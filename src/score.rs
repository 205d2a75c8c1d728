//! Line clear records and score accounting

use std::collections::BTreeMap;
use std::fmt;

use serde::{Deserialize, Serialize};

use crate::error::RulesError;

/// One line clear: how many rows, and whether it was a T-spin
///
/// Only the 7 combinations that can happen in play can be constructed:
/// 1 to 4 lines, and T-spins of 1 to 3 lines.
#[derive(Debug, Clone, Copy, PartialEq, Eq, Hash, PartialOrd, Ord, Serialize, Deserialize)]
#[serde(try_from = "RawLineClear", into = "RawLineClear")]
pub struct LineClear {
    // Field order gives plain clears before T-spins, then by line count
    tspin: bool,
    lines: u8,
}

#[derive(Serialize, Deserialize)]
struct RawLineClear {
    lines: u8,
    tspin: bool,
}

impl TryFrom<RawLineClear> for LineClear {
    type Error = RulesError;

    fn try_from(raw: RawLineClear) -> Result<Self, Self::Error> {
        LineClear::new(raw.lines, raw.tspin)
    }
}

impl From<LineClear> for RawLineClear {
    fn from(clear: LineClear) -> Self {
        Self {
            lines: clear.lines,
            tspin: clear.tspin,
        }
    }
}

impl LineClear {
    /// Every reachable line clear, plain ones first
    pub const ALL: [LineClear; 7] = [
        LineClear { tspin: false, lines: 1 },
        LineClear { tspin: false, lines: 2 },
        LineClear { tspin: false, lines: 3 },
        LineClear { tspin: false, lines: 4 },
        LineClear { tspin: true, lines: 1 },
        LineClear { tspin: true, lines: 2 },
        LineClear { tspin: true, lines: 3 },
    ];

    pub fn new(lines: u8, tspin: bool) -> Result<Self, RulesError> {
        let max = if tspin { 3 } else { 4 };
        if !(1..=max).contains(&lines) {
            return Err(RulesError::InvalidLineClear { lines, tspin });
        }
        Ok(Self { tspin, lines })
    }

    pub fn lines(&self) -> u8 {
        self.lines
    }

    pub fn is_tspin(&self) -> bool {
        self.tspin
    }

    /// Points awarded for this clear
    pub fn score(&self) -> u32 {
        let lines = u32::from(self.lines);
        match (self.tspin, lines) {
            (true, _) => 200 * lines,
            (false, 4) => 400,
            (false, _) => 100 * (lines - 1),
        }
    }

    pub fn display_name(&self) -> &'static str {
        match (self.tspin, self.lines) {
            (false, 1) => "Single",
            (false, 2) => "Double",
            (false, 3) => "Triple",
            (false, _) => "Tetris",
            (true, 1) => "T-Spin Single",
            (true, 2) => "T-Spin Double",
            (true, _) => "T-Spin Triple",
        }
    }

    pub fn abbreviation(&self) -> &'static str {
        match (self.tspin, self.lines) {
            (false, 1) => "S",
            (false, 2) => "D",
            (false, 3) => "T",
            (false, _) => "Q",
            (true, 1) => "TSS",
            (true, 2) => "TSD",
            (true, _) => "TST",
        }
    }
}

impl fmt::Display for LineClear {
    fn fmt(&self, f: &mut fmt::Formatter<'_>) -> fmt::Result {
        f.write_str(self.display_name())
    }
}

/// Counts of each line clear over a game
#[derive(Debug, Clone, PartialEq, Eq)]
pub struct ScoreHistory {
    counts: BTreeMap<LineClear, u32>,
    last: Option<LineClear>,
}

impl Default for ScoreHistory {
    fn default() -> Self {
        Self::new()
    }
}

impl ScoreHistory {
    pub fn new() -> Self {
        Self {
            counts: LineClear::ALL.iter().map(|&clear| (clear, 0)).collect(),
            last: None,
        }
    }

    pub fn record(&mut self, clear: LineClear) {
        *self.counts.entry(clear).or_insert(0) += 1;
        self.last = Some(clear);
    }

    pub fn count(&self, clear: LineClear) -> u32 {
        self.counts.get(&clear).copied().unwrap_or(0)
    }

    /// The most recent line clear, if any
    pub fn last(&self) -> Option<LineClear> {
        self.last
    }

    pub fn total_score(&self) -> u64 {
        self.counts
            .iter()
            .map(|(clear, &count)| u64::from(clear.score()) * u64::from(count))
            .sum()
    }

    pub fn total_lines(&self) -> u64 {
        self.counts
            .iter()
            .map(|(clear, &count)| u64::from(clear.lines()) * u64::from(count))
            .sum()
    }

    /// All reachable clears with their counts, zeros included
    pub fn iter(&self) -> impl Iterator<Item = (LineClear, u32)> + '_ {
        self.counts.iter().map(|(&clear, &count)| (clear, count))
    }
}

impl Serialize for ScoreHistory {
    /// Serialized as a map from display name to count
    fn serialize<S: serde::Serializer>(&self, serializer: S) -> Result<S::Ok, S::Error> {
        use serde::ser::SerializeMap;

        let mut map = serializer.serialize_map(Some(self.counts.len()))?;
        for (clear, count) in &self.counts {
            map.serialize_entry(clear.display_name(), count)?;
        }
        map.end()
    }
}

⁂

### Work required
Would you restate, word for word, every line of the listing from its first line through the line with "type Error = RulesError;"?

### Answer below
filename src/score.rs
repository 205d2a75c8c1d728
//! Line clear records and score accounting

use std::collections::BTreeMap;
use std::fmt;

use serde::{Deserialize, Serialize};

use crate::error::RulesError;

/// One line clear: how many rows, and whether it was a T-spin
///
/// Only the 7 combinations that can happen in play can be constructed:
/// 1 to 4 lines, and T-spins of 1 to 3 lines.
#[derive(Debug, Clone, Copy, PartialEq, Eq, Hash, PartialOrd, Ord, Serialize, Deserialize)]
#[serde(try_from = "RawLineClear", into = "RawLineClear")]
pub struct LineClear {
    // Field order gives plain clears before T-spins, then by line count
    tspin: bool,
    lines: u8,
}

#[derive(Serialize, Deserialize)]
struct RawLineClear {
    lines: u8,
    tspin: bool,
}

impl TryFrom<RawLineClear> for LineClear {
    type Error = RulesError;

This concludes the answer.